After much online criticism, the piece’s title was amended to read: “Mask Mandates are Illogical. So What?”

Media Misses

White House press secretary Jen Psaki again attributed the rise in violent crimes being committed against Asian Americans to “hate-filled rhetoric and language around the origins of the pandemic.” While there have certainly been instances of pandemic-caused anti-Asian hate crimes, the real explanation is much more complicated and multi-causal — and is in part a result of more-progressive approaches to criminal justice.

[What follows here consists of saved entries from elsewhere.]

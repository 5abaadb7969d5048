// ==========================================
// 过程质量控制台 - API层错误类型
// ==========================================
// 职责: 定义API层错误类型，转换引擎/仓储错误为用户友好的错误消息
// 红线: 错误信息必须包含显式原因（可解释性）
// ==========================================

use crate::engine::error::EngineError;
use crate::repository::error::RepositoryError;
use thiserror::Error;

/// API层错误类型
#[derive(Error, Debug)]
pub enum ApiError {
    // ==========================================
    // 输入错误
    // ==========================================
    #[error("无效输入: {0}")]
    InvalidInput(String),

    #[error("资源未找到: {0}")]
    NotFound(String),

    // ==========================================
    // 数据访问错误
    // ==========================================
    #[error("数据库错误: {0}")]
    DatabaseError(String),

    #[error("数据库连接失败: {0}")]
    DatabaseConnectionError(String),

    // ==========================================
    // 通用错误
    // ==========================================
    #[error("内部错误: {0}")]
    InternalError(String),

    #[error(transparent)]
    Other(#[from] anyhow::Error),
}

// ==========================================
// 从 EngineError 转换
// ==========================================
impl From<EngineError> for ApiError {
    fn from(err: EngineError) -> Self {
        match err {
            EngineError::InvalidInput { field, message } => {
                ApiError::InvalidInput(format!("字段{}错误: {}", field, message))
            }
        }
    }
}

// ==========================================
// 从 RepositoryError 转换
// 目的: 将Repository层的技术错误转换为用户友好的业务错误
// ==========================================
impl From<RepositoryError> for ApiError {
    fn from(err: RepositoryError) -> Self {
        match err {
            RepositoryError::NotFound { entity, id } => {
                ApiError::NotFound(format!("{}(id={})不存在", entity, id))
            }
            RepositoryError::DatabaseConnectionError(msg) => ApiError::DatabaseConnectionError(msg),
            RepositoryError::LockError(msg) => {
                ApiError::DatabaseConnectionError(format!("数据库锁获取失败: {}", msg))
            }
            RepositoryError::DatabaseQueryError(msg) => ApiError::DatabaseError(msg),
            RepositoryError::FieldValueError { field, message } => {
                ApiError::DatabaseError(format!("字段{}数据异常: {}", field, message))
            }
            RepositoryError::InternalError(msg) => ApiError::InternalError(msg),
            RepositoryError::Other(err) => ApiError::Other(err),
        }
    }
}

/// Result 类型别名
pub type ApiResult<T> = Result<T, ApiError>;

#[cfg(test)]
mod tests {
    use super::*;

    #[test]
    fn test_engine_error_maps_to_invalid_input() {
        let err: ApiError = EngineError::InvalidInput {
            field: "value".to_string(),
            message: "NaN".to_string(),
        }
        .into();
        assert!(matches!(err, ApiError::InvalidInput(ref msg) if msg.contains("value")));
    }

    #[test]
    fn test_repository_not_found_maps_to_not_found() {
        let err: ApiError = RepositoryError::NotFound {
            entity: "Characteristic".to_string(),
            id: "CH-1".to_string(),
        }
        .into();
        assert!(matches!(err, ApiError::NotFound(ref msg) if msg.contains("CH-1")));
    }

    #[test]
    fn test_lock_error_maps_to_connection_error() {
        let err: ApiError = RepositoryError::LockError("poisoned".to_string()).into();
        assert!(matches!(err, ApiError::DatabaseConnectionError(_)));
    }
}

-While doing a hit for MSNBC, CTV journalist Glen McGregor was shouted down on-air as he complained about the “harassment” at the hands of Canadian truckers participating in the vaccine-mandate protest. Neither he nor the truckers acquitted themselves as well as they could have in the clip, with McGregor clearly dead-set on portraying the protesters poorly and some truckers slipping angry vulgarities into their shouts. But then again, only one of the two parties is paid to tell the truth about the situation on the ground.